Her large, brown eyes blink sympathetically at us in the rearview mirror.
“What’d ya lose, Deddy?” Frankie blurts before I can stop her. Sally tenses, holding her breath. We both hold our breaths.
I brace myself for shouting, for a hand to whip out and slap her. My arm is already in front of her face as a barrier. But all he does is turn to us for one second, his eyes darker than malice, and then he crumples.
He lays his head on the dashboard and weeps.
The car swings into traffic and we roll away from it all, following an ambulance whose lights are as dead and dulled as my heart.
***
Sally drops us at the entrance and drives away. The hospital has always looked more like a castle than a state-of-the-art healing center. Its old, red brick walls crumble at the corners, dripping with ivy. Dark, barred windows glare down at us, absorbing the sunlight. I shiver as we walk under its beckoning shadow.

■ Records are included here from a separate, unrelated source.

//! Directory catalog: loaded once at startup, filtered and scored per job.

use std::fs;
use std::path::Path;

use anyhow::{Context, Result};
use serde::Deserialize;

use super::directory::DirectoryDescriptor;
use super::job::{Job, PackageSize};

/// Accepts any of the three JSON shapes a catalog file might arrive in: a
/// bare array, `{"directories": [...]}`, or `{"items": [...]}`.
#[derive(Debug, Deserialize)]
#[serde(untagged)]
enum CatalogDocument {
    Bare(Vec<DirectoryDescriptor>),
    Directories { directories: Vec<DirectoryDescriptor> },
    Items { items: Vec<DirectoryDescriptor> },
}

impl CatalogDocument {
    fn into_descriptors(self) -> Vec<DirectoryDescriptor> {
        match self {
            CatalogDocument::Bare(v) => v,
            CatalogDocument::Directories { directories } => directories,
            CatalogDocument::Items { items } => items,
        }
    }
}

const DEFAULT_SEARCH_PATHS: &[&str] = &[
    "./directories.json",
    "./config/directories.json",
    "/etc/autobolt/directories.json",
];

pub struct DirectoryCatalog {
    descriptors: Vec<DirectoryDescriptor>,
}

impl DirectoryCatalog {
    /// Load from an explicit path, falling back to the default search path
    /// list when `explicit_path` is `None`.
    pub fn load(explicit_path: Option<&str>) -> Result<Self> {
        let path = match explicit_path {
            Some(p) => p.to_string(),
            None => Self::find_default_path()
                .context("no directory catalog found in any default search path")?,
        };

        let raw = fs::read_to_string(&path)
            .with_context(|| format!("reading directory catalog at {path}"))?;
        let document: CatalogDocument =
            serde_json::from_str(&raw).with_context(|| format!("parsing directory catalog at {path}"))?;

        let mut descriptors = document.into_descriptors();
        for descriptor in &mut descriptors {
            descriptor.normalize_form_mapping();
        }

        Ok(Self { descriptors })
    }

    fn find_default_path() -> Option<String> {
        DEFAULT_SEARCH_PATHS
            .iter()
            .find(|p| Path::new(p).exists())
            .map(|p| p.to_string())
    }

    pub fn len(&self) -> usize {
        self.descriptors.len()
    }

    pub fn is_empty(&self) -> bool {
        self.descriptors.is_empty()
    }

    /// Select up to `job.resolved_directory_limit()` directories eligible
    /// for `job`, ranked by composite score, highest first.
    pub fn select_for(&self, job: &Job, unhealthy: impl Fn(&str) -> bool) -> Vec<&DirectoryDescriptor> {
        let limit = job.resolved_directory_limit() as usize;
        let tier = job.package_tier();

        let mut eligible: Vec<&DirectoryDescriptor> = self
            .descriptors
            .iter()
            .filter(|d| Self::is_eligible(d, &job, tier, &unhealthy))
            .collect();

        eligible.sort_by(|a, b| {
            composite_score(b)
                .partial_cmp(&composite_score(a))
                .unwrap_or(std::cmp::Ordering::Equal)
                .then_with(|| a.directory_id.cmp(&b.directory_id))
        });

        eligible.truncate(limit);
        eligible
    }

    fn is_eligible(
        descriptor: &DirectoryDescriptor,
        job: &Job,
        tier: PackageSize,
        unhealthy: &impl Fn(&str) -> bool,
    ) -> bool {
        if descriptor.requires_login || descriptor.has_captcha {
            return false;
        }
        if descriptor.tier > tier {
            return false;
        }
        if unhealthy(&descriptor.directory_id) {
            return false;
        }
        if let Some(required) = required_fields_satisfied(descriptor, job) {
            required
        } else {
            true
        }
    }
}

/// Directory categories that earn the composite-score category bonus:
/// the channels with the highest conversion value per submission.
const BONUS_CATEGORIES: &[&str] = &["search-engines", "social-media", "review-sites", "maps-services"];

/// Weighted composite score: domain authority, log-scaled traffic, category
/// bonus, and rolling success rate. Ties are broken by `directory_id` in
/// `select_for` for deterministic ordering.
fn composite_score(descriptor: &DirectoryDescriptor) -> f64 {
    let domain_authority_norm = (descriptor.domain_authority / 100.0).clamp(0.0, 1.0);
    let traffic_component = (descriptor.traffic_volume + 1.0).log10() / 6.0;
    let category_bonus = if BONUS_CATEGORIES.contains(&descriptor.category.as_str()) { 1.0 } else { 0.0 };

    0.30 * domain_authority_norm + 0.25 * traffic_component + 0.25 * category_bonus + 0.20 * descriptor.success_rate
}

/// `None` means "no form mapping recorded yet" (don't filter on it);
/// `Some(false)` means a mapped field the job profile cannot satisfy.
fn required_fields_satisfied(descriptor: &DirectoryDescriptor, job: &Job) -> Option<bool> {
    if descriptor.form_mapping.is_empty() {
        return None;
    }
    let profile = &job.profile;
    let has_business_name = descriptor.form_mapping.contains_key("businessName") && profile.name.is_none();
    let has_email = descriptor.form_mapping.contains_key("email") && profile.email.is_none();
    Some(!has_business_name && !has_email)
}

We follow our father’s sharp, certain footsteps to the reception desk, and I’m swallowed by a memory.
Metal bangs against metal, people ask so many questions, different questions, and then the same ones over and over. I run a hand through my hair, effectively smearing Frankie’s blood all over my face.
I was here four years ago. My eyes graze over the wide entrance hall, the grand arches, and the colored tiled floor. My mother’s anxious voice echoes, ghostly, through these hallways, and I shudder. “Who cares how it happened? Just help her, please,” she cries desperately.
“She fell down the stairs, she fell down the stairs, she… fell,” my mother coached me as we drove like demons toward the hospital. She put a hand on my shoulder. “Say it again.” Her eyes churned with regret and fear.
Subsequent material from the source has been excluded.